Second, Daley is a bit of the pot calling the kettle black here. UNITE-HERE and SEIU locals in Chicago are some of the most diverse and inclusive unions in the country, if not the world (in terms of members of color). The racist, exclusionary unions are the ones that have been in the Daley family’s corner since the 50s: the craft and trade unions.

Third, if this is true, then why was the black caucus spilt on the bill? Why were grassroots black leaders for the ordinance? I know for a fact that many of the black pastors who Daley trots out like a Greek chorus when it’s convenient are pastors of absentee churches: their parishioners do not actually live in the neighborhoods the churches are in. Meaning: they don’t have a whole lot of credibility when it comes to representing poor blacks on the South and West sides. Regardless of that inconvenient fact, the fact that there is debate across the spectrum of black Chicago makes his race-baiting laugable.

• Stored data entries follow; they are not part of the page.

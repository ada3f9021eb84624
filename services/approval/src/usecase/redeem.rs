use chrono::Utc;
use tracing::info;
use uuid::Uuid;

use fanpage_domain::code::normalize_code;

use crate::domain::repository::ApprovalCodeRepository;
use crate::domain::types::RedeemOutcome;
use crate::error::ApprovalServiceError;

pub struct RedeemCodeUseCase<A: ApprovalCodeRepository> {
    pub codes: A,
}

impl<A: ApprovalCodeRepository> RedeemCodeUseCase<A> {
    /// Consume `raw_code` on behalf of `caller_id` and approve the caller.
    ///
    /// The code must have been issued for the caller. Input is matched after
    /// trimming and case folding; anything that cannot be an issued code fails
    /// without touching the store.
    pub async fn execute(&self, caller_id: Uuid, raw_code: &str) -> Result<(), ApprovalServiceError> {
        let code = normalize_code(raw_code).ok_or(ApprovalServiceError::InvalidCode)?;

        match self.codes.redeem(&code, caller_id, Utc::now()).await? {
            RedeemOutcome::Redeemed { subject_id } => {
                info!(%subject_id, "approval code redeemed");
                Ok(())
            }
            RedeemOutcome::Invalid => Err(ApprovalServiceError::InvalidCode),
            RedeemOutcome::Banned => {
                info!(%caller_id, "redemption refused for banned profile");
                Err(ApprovalServiceError::Banned)
            }
        }
    }
}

Fourth, Daley (and unfortunately other supporters as well) sounded like Bull Connor in his blaming of “outside agitators.” Yes national attention was drawn to this debate. No, Ald. Moore does not live on the South or West Side. Yes, ACORN bused in people from out of state, but it does that for many campaigns (which is why ACORN is as controversial among community activist as it is among right-wing big city mayors). But Alderman Ed Smith is from the West Side. Alderman Burnett is too. Give up the canard of outside agitators, please.

Mr. Daley also knows this is not about economic development in black neighborhoods. It’s about power, plain and simple. Mr. Daley does not want to cede any to an activist city council. Wal-Mart and Target do not want to cede any to workers. Using poor blacks as pawns in their political games is execrable.